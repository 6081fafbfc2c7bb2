//! Note repository port definition.

use async_trait::async_trait;

use crate::domain::entities::NoteBook;
use crate::domain::errors::StorageError;

/// Port for loading and saving the whole note collection.
#[async_trait]
pub trait NoteRepositoryPort: Send + Sync {
    /// Loads the stored notes, or `None` if nothing has been stored yet.
    async fn load(&self) -> Result<Option<NoteBook>, StorageError>;

    /// Overwrites the stored notes with `book`.
    async fn save(&self, book: &NoteBook) -> Result<(), StorageError>;

    /// Human readable location of the store.
    fn location(&self) -> String;
}
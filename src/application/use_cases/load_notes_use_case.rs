//! Load notes use case implementation.

use std::sync::Arc;

use tracing::{debug, info};

use crate::domain::entities::NoteBook;
use crate::domain::errors::StorageError;
use crate::domain::ports::NoteRepositoryPort;

/// Reads the note collection at start-up.
#[derive(Clone)]
pub struct LoadNotesUseCase {
    repository: Arc<dyn NoteRepositoryPort>,
}

impl LoadNotesUseCase {
    /// Creates new load use case.
    #[must_use]
    pub const fn new(repository: Arc<dyn NoteRepositoryPort>) -> Self {
        Self { repository }
    }

    /// Loads the stored notes.
    ///
    /// On first run (nothing stored) the example book is written and
    /// returned when `seed` is set; otherwise an empty book is returned.
    ///
    /// # Errors
    /// Returns error if the store cannot be read or parsed, or if writing
    /// the example book fails.
    pub async fn execute(&self, seed: bool) -> Result<NoteBook, StorageError> {
        debug!(location = %self.repository.location(), "Loading notes");

        if let Some(book) = self.repository.load().await? {
            info!(count = book.len(), "Notes loaded");
            return Ok(book);
        }

        if !seed {
            info!("No notes stored yet");
            return Ok(NoteBook::new());
        }

        let book = NoteBook::example();
        self.repository.save(&book).await?;
        info!(location = %self.repository.location(), "Example notes written");
        Ok(book)
    }
}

Work order
Every line in the entries above that mentions the word "debug" must be shown.

Exercise answer
use tracing::{debug, info};
        debug!(location = %self.repository.location(), "Loading notes");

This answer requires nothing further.